2

Hope you are having a great day.

I'm trying to understand what is the fastest approach to do the following:

Assuming I have these two Arrays:

var firstArray = ["a","b","c"]
var secondArray = ["a","d","e"]

I'd like to get as an output:

1)Array of objects that inside firstArray but no in secondArray .
1)Array of objects that inside secondArray but no in firstArray .
3)Array of the common objects between firstArray and secondArray.

So basically the output would be:

1) ["b","c"]
2) ["d","e"]
3) ["a"]

The main issue here is to understand what is the most efficient way to do so.
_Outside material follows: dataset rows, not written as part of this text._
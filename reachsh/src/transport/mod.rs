//! SSH transport layer wrapping russh.
//!
//! This module provides connection setup, the authentication fallback chain
//! and the interactive shell stream used by the channel layer.

pub(crate) mod auth;
pub mod config;
mod ssh;

use std::future::Future;
use std::path::Path;

use tokio::io::{AsyncRead, AsyncWrite};

pub use auth::{AuthKind, AuthOutcome, ConnectStatus, authenticate};
pub use config::{Credentials, HostKeyVerification, SshConfig};
pub use ssh::SshTransport;

use crate::error::TransportError;

/// A connection that can authenticate and hand out one interactive shell.
///
/// Each authentication method is attempted at most once per connection; the
/// ordering and timeouts are driven by [`authenticate`].
pub trait Connector: Send {
    /// Byte stream of the interactive shell.
    type Stream: AsyncRead + AsyncWrite + Send + 'static;

    /// Host this connector talks to (for logging).
    fn host(&self) -> &str;

    /// Establish the network connection and verify the host key.
    fn connect(&mut self) -> impl Future<Output = Result<(), TransportError>> + Send;

    /// Try every identity offered by the SSH agent.
    fn authenticate_agent(
        &mut self,
        username: &str,
    ) -> impl Future<Output = Result<AuthOutcome, TransportError>> + Send;

    /// Load a private key file and offer it.
    fn authenticate_key(
        &mut self,
        username: &str,
        path: &Path,
        passphrase: Option<&str>,
    ) -> impl Future<Output = Result<AuthOutcome, TransportError>> + Send;

    /// Password authentication.
    fn authenticate_password(
        &mut self,
        username: &str,
        password: &str,
    ) -> impl Future<Output = Result<AuthOutcome, TransportError>> + Send;

    /// Request a PTY and invoke the login shell.
    fn open_shell(&mut self) -> impl Future<Output = Result<Self::Stream, TransportError>> + Send;

    /// Close the connection. Calling this on a closed connector is a no-op.
    fn disconnect(&mut self) -> impl Future<Output = Result<(), TransportError>> + Send;
}
//! Command dialogue engine.
//!
//! One exchange runs through these states:
//!
//! ```text
//! Sent -> Streaming -> (WaitMatched)* -> Completed | TimedOut
//! ```
//!
//! After every read the live region (output after the echoed command, or
//! after the last answered wait string) is tested against the completion
//! regex first and against the pending wait strings second. A timeout is a
//! value in the result, not an error: the session stays usable but the
//! caller should skip the rest of this host's commands.

use std::time::Instant;

use log::{debug, error, info, warn};
use memchr::memmem;
use tokio::io::{AsyncRead, AsyncWrite};

use super::interactive::{DialogueSpec, PreparedResponse};
use super::privilege::CommandKind;
use super::prompt::{PromptState, set_custom_prompt};
use super::response::{DialogueOutcome, DialogueResult, SearchMatch, TIMEOUT_MESSAGE};
use crate::channel::{OutputBuffer, PtyChannel};
use crate::cipher::Cipher;
use crate::config::SessionConfig;
use crate::error::{ChannelError, Result};
use crate::results::ResultsLog;

/// Shared, read-only collaborators of a dialogue.
pub(crate) struct DialogueContext<'a> {
    pub config: &'a SessionConfig,
    pub cipher: &'a Cipher,
    pub results: &'a dyn ResultsLog,
}

/// Run one dialogue on an open channel.
///
/// The request is validated and every response prepared before the command
/// is written. Channel failures other than the read timeout end the
/// dialogue with an error.
pub(crate) async fn run_dialogue<S>(
    channel: &mut PtyChannel<S>,
    state: &mut PromptState,
    ctx: &DialogueContext<'_>,
    spec: &DialogueSpec,
) -> Result<DialogueResult>
where
    S: AsyncRead + AsyncWrite + Send,
{
    spec.validate()?;
    let mut pending = spec
        .waits
        .iter()
        .map(|pair| pair.prepare(ctx.cipher))
        .collect::<std::result::Result<Vec<PreparedResponse>, _>>()?;

    let config = ctx.config;
    let prompts = config.prompts();
    let command_timeout = config.timeouts().command;
    let kind = config.rules().classify(&spec.command);
    let completion = state.completion_regex(prompts, kind);
    let will_wait_respond = !pending.is_empty();

    if !spec.search.is_empty() {
        debug!("Waiting for string(s): {}", spec.search_display());
    }
    debug!("Expected prompt regex: {}", completion.as_str());

    let mut buffer = OutputBuffer::new(config.options().search_depth);
    let start = Instant::now();

    info!("Running command: '{}'", spec.command);
    channel.send_line(&spec.command).await?;

    let mut completion_span = None;
    let outcome = loop {
        let chunk = match channel.recv_chunk(command_timeout).await {
            Ok(chunk) => chunk,
            Err(ChannelError::Timeout(_)) => break DialogueOutcome::TimedOut,
            Err(e) => return Err(e.into()),
        };
        buffer.extend(&chunk);

        if buffer.locate_echo(&spec.command).is_none() {
            continue;
        }

        if let Some(span) = buffer.search_region_tail(completion) {
            completion_span = Some(span);
            break DialogueOutcome::Completed;
        }

        if let Some(index) = pending.iter().position(|p| buffer.region_contains(&p.wait)) {
            let response = pending.remove(index);
            info!("Found '{}', sending response '{}'", response.wait, response.display);
            channel.send(response.payload()).await?;
            buffer.advance_mark();
        }
    };

    if outcome == DialogueOutcome::TimedOut {
        debug!("Timeout, output buffer: {:?}", buffer.as_str_lossy());
        if will_wait_respond {
            warn!(
                "Wait string(s) not found and command timeout. Timeout value: {:?}",
                command_timeout
            );
            ctx.results.write_line("Not Found");
        }
        error!("{}", TIMEOUT_MESSAGE);
    }

    let searched = match (buffer.echo_end(), completion_span) {
        (Some(from), Some((to, _))) => buffer.slice(from, to),
        (Some(from), None) => buffer.slice(from, buffer.len()),
        (None, _) => &[][..],
    };

    let search = classify(spec, searched);
    report_search(ctx.results, spec, &search);

    let (unanswered_waits, missing_waits) = leftover_waits(&buffer, &pending);
    if !missing_waits.is_empty() {
        info!("Wait strings not found: {}", quote_list(&missing_waits));
    }
    if !unanswered_waits.is_empty() {
        info!(
            "Wait strings found but response not sent because prompt immediately returned: {}",
            quote_list(&unanswered_waits)
        );
    }

    let prompt = completion_span
        .map(|(from, to)| String::from_utf8_lossy(buffer.slice(from, to)).into_owned())
        .unwrap_or_default();
    let result = command_output(searched, outcome);
    let raw_result = prompts.custom.replace_all(buffer.as_slice(), &b""[..]);
    let raw_result = String::from_utf8_lossy(&raw_result).into_owned();
    let report = spec.report_for(&search).map(str::to_string);

    if kind == CommandKind::Escalation
        && outcome == DialogueOutcome::Completed
        && config.options().set_custom_prompt
    {
        let (set, _) = set_custom_prompt(channel, prompts, config.timeouts().prompt_set).await;
        if !set {
            debug!("Unable to set personalized prompt after '{}'", spec.command);
        }
        state.set_custom_active(set);
    }

    Ok(DialogueResult {
        command: spec.command.clone(),
        result,
        raw_result,
        prompt,
        search,
        report,
        outcome,
        unanswered_waits,
        missing_waits,
        elapsed: start.elapsed(),
    })
}

/// First search term present in `output`, in declaration order.
fn classify(spec: &DialogueSpec, output: &[u8]) -> SearchMatch {
    if let Some(found) = spec
        .search_terms()
        .find(|term| memmem::find(output, term.as_bytes()).is_some())
    {
        debug!("Found search key: {}", found);
        return SearchMatch::Found(found.to_string());
    }
    if spec.wants_not_found() {
        SearchMatch::NotFound
    } else {
        SearchMatch::NoMatch
    }
}

/// Write the search outcome to the results log.
fn report_search(results: &dyn ResultsLog, spec: &DialogueSpec, search: &SearchMatch) {
    if spec.search.is_empty() {
        return;
    }
    match (search.as_key(), spec.report_for(search)) {
        (Some(_), Some(report)) => {
            info!("Report String: {}", report);
            results.write_line(report);
        }
        (Some(key), None) => {
            info!("Found: {}", key);
            results.write_line(&format!("Found: {key}"));
        }
        (None, _) => {
            let display = spec.search_display();
            info!("Search string(s) {} not found.", display);
            results.write_line(&format!("Not Found: {display}"));
        }
    }
}

/// Split unserved wait strings into those seen in the output and those
/// that never appeared.
fn leftover_waits(buffer: &OutputBuffer, pending: &[PreparedResponse]) -> (Vec<String>, Vec<String>) {
    let (seen, missing): (Vec<_>, Vec<_>) = pending.iter().partition(|p| buffer.output_contains(&p.wait));
    (
        seen.into_iter().map(|p| p.wait.clone()).collect(),
        missing.into_iter().map(|p| p.wait.clone()).collect(),
    )
}

/// Output between the echo and the prompt line.
///
/// On completion the trailing prompt line is dropped.
fn command_output(searched: &[u8], outcome: DialogueOutcome) -> String {
    let body = match outcome {
        DialogueOutcome::Completed => match memchr::memrchr(b'\n', searched) {
            Some(pos) => &searched[..pos],
            None => &[][..],
        },
        DialogueOutcome::TimedOut => searched,
    };
    String::from_utf8_lossy(body)
        .trim_start_matches(['\r', '\n'])
        .trim_end_matches('\r')
        .to_string()
}

fn quote_list(items: &[String]) -> String {
    items
        .iter()
        .map(|s| format!("'{s}'"))
        .collect::<Vec<_>>()
        .join(", ")
}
Thank you very much!

Roi Mulia
  • 5,626
  • 11
  • 54
  • 105
  • Are the arrays sorted? Do they contain strings, or is this just an example? If they're not strings, can the objects be compared with `<` ? – vacawama Jul 09 '17 at 09:54
  • 1
    Convert the arrays to sets and then use `subtracting` and `intersection` – Paulw11 Jul 09 '17 at 09:54
  • If the order of the elements is not important for you, and if (as in your example), all elements are unique, you might want to consider using set algebra rather than the an ordered collection type such as `Array`. E.g. using `Set` in Swift allows you to use `subtract(_:)` for 1) and 2), and `intersection(_:)` for 3), which all use O(1) (amortized) lookup for comparing elements between the sets (as compared to e.g. using O(n) `contains(_:)` of `Array` (with `Equatable` elements) to lookup existance of some specified element). See [`Set`](https://developer.apple.com/documentation/swift/set). – dfrib Jul 09 '17 at 09:54
  • 1
    If the items are unique https://stackoverflow.com/questions/24589181/set-operations-union-intersection-on-swift-array – vadian Jul 09 '17 at 09:55

2 Answers2

5

If your arrays are sorted and the items are unique in each array, the fastest way would be to handle each of the items only once. Start by comparing the first items in each array; if they are equal, put that into the common array and then move on to the second items. If one item is less than another, it goes into the unique array of the lesser item and you move on to the next item in the lesser array. Continue this process until you run out of items for one array, then put the remaining items of the second array into the unique items array for that array.

var i = 0
var j = 0

let a = ["a", "b", "c"]
let b = ["a", "d", "e"]

var aUnique = [String]()
var bUnique = [String]()
var common = [String]()

while i < a.count && j < b.count {
    if a[i] == b[j] {
        common.append(a[i])
        i += 1
        j += 1
    } else if a[i] < b[j] {
        aUnique.append(a[i])
        i += 1
    } else {
        bUnique.append(b[j])
        j += 1
    }
}

if i < a.count {
    // put remaining items into aUnique
    aUnique += a[i ..< a.count]
} else if j < b.count {
    // put remaining items into bUnique
    bUnique += b[j ..< b.count]
}

print(common)  // ["a"]
print(aUnique) // ["b", "c"]
print(bUnique) // ["d", "e"]

Analysis

  • This algorithm appends one item to one of the arrays each time through the loop. It will loop at most a.count + b.count - 1 times if both arrays are unique relative to each other, or only their last item is common.
  • If both arrays are identical, it will loop only a.count times.
  • If all elements of array b are greater than the elements of array a, it will loop only a.count times. If all elements of array a are greater than the elements of array b, it will loop only b.count times.
vacawama
  • 150,663
  • 30
  • 266
  • 294
  • Hey! Thank you for your detailed answer! I’ve made a Benchmark (my first one) for both of your answers. In this specific scenario, the scenario that I will eventually face, we can assume that for each array values are unique + we don't need specific order. I’m adding a link for the xCode benchmark project https://www.dropbox.com/s/5t5ktu2soea56wu/Benchmark.zip?dl=0 . I’ve tested it on a real device (6+) and it seems that @vacawama method is faster. But for the sake of the knowledge I want to make sure.Can you take a quick look and update if the benchmark preformed correctly? Thank you again! – Roi Mulia Jul 09 '17 at 12:17
  • I've updated the method. I've tested on 6+ with 100k elements on Release. Again thank you for the detailed answer! Much appreciated. Always learning new stuff :) that's the results : Time elapsed for vacawamaMethod: 0.000427007675170898 s. ========= ========= ========= ========= ========= Time elapsed for dfriMethod: 1.23837202787399 s. @vacawama method is much faster. – Roi Mulia Jul 09 '17 at 12:54
3

I will assume that the elements of your arrays are Equatable.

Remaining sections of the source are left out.